Cerebrovascular sensitivity to reductions in carbon dioxide tension during heat stress does not predict tolerance to a simulate hemorrhage

Heat stress (HS) reduces arterial carbon dioxide (PaCO2), as indexed by end‐tidal carbon dioxide (PETCO2), which contributes to the decreased cerebral perfusion (MCAVmean) and cerebral vascular conductance (CVC) in this thermal condition. Intra‐individual variability in cerebrovascular sensitivity to this HS induced hypocapnia may a key factor underlying variability in tolerance to a simulated hemorrhage during HS. This study tested the hypothesis that cerebral sensitivity to reductions in PETCO2 during HS would be related to tolerance to a simulated hemorrhage challenge during this thermal condition. Cerebral vascular sensitivity to HS driven reductions in PETCO2 was indexed as the change in cerebral vascular conductance (CVC) during hypocanpia induced by 30 s of hyperventilation during HS. The difference in cumulative stress index (CSI Diff) between NT and HS conditions was used to assess the effect of HS on tolerance to the simulated hemorrhage challenge.

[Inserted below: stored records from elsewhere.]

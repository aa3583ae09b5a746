//! # Hash Server - Entry Point
//! src/main.rs

use hash_server::config::Config;
use hash_server::server::Server;
use hash_server::shutdown::install_shutdown_handler;
use tracing::{error, info};
use tracing_subscriber::EnvFilter;

#[tokio::main]
async fn main() {
    let config = Config::new();

    tracing_subscriber::fmt()
        .with_env_filter(
            EnvFilter::try_from_default_env().unwrap_or_else(|_| EnvFilter::new(&config.log_level)),
        )
        .init();

    if let Err(e) = config.validate() {
        error!(error = %e, "invalid configuration");
        std::process::exit(1);
    }

    info!(
        address = %config.address(),
        hash_delay_ms = config.hash_delay_ms,
        max_request_bytes = config.max_request_bytes,
        "starting hash server"
    );

    let server = Server::new(config);
    if let Err(e) = server.run(install_shutdown_handler()).await {
        error!(error = %e, "server failed");
        std::process::exit(1);
    }
}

CVCi was reduced by 1.4±0.8 cm/s/mmHg/Torr during hyperventilation induced hypocapnia. However, there was no relationship between CSI Diff and cerebral vasomotor sensitivity to reductions in PETCO2 during HS (R=0.12, P=0.69). These data suggest that individual differences in cerebral vasomotor sensitivity in the hypocapnic range do not predict tolerance to a simulated hemorrhage challenge in heat stressed individuals.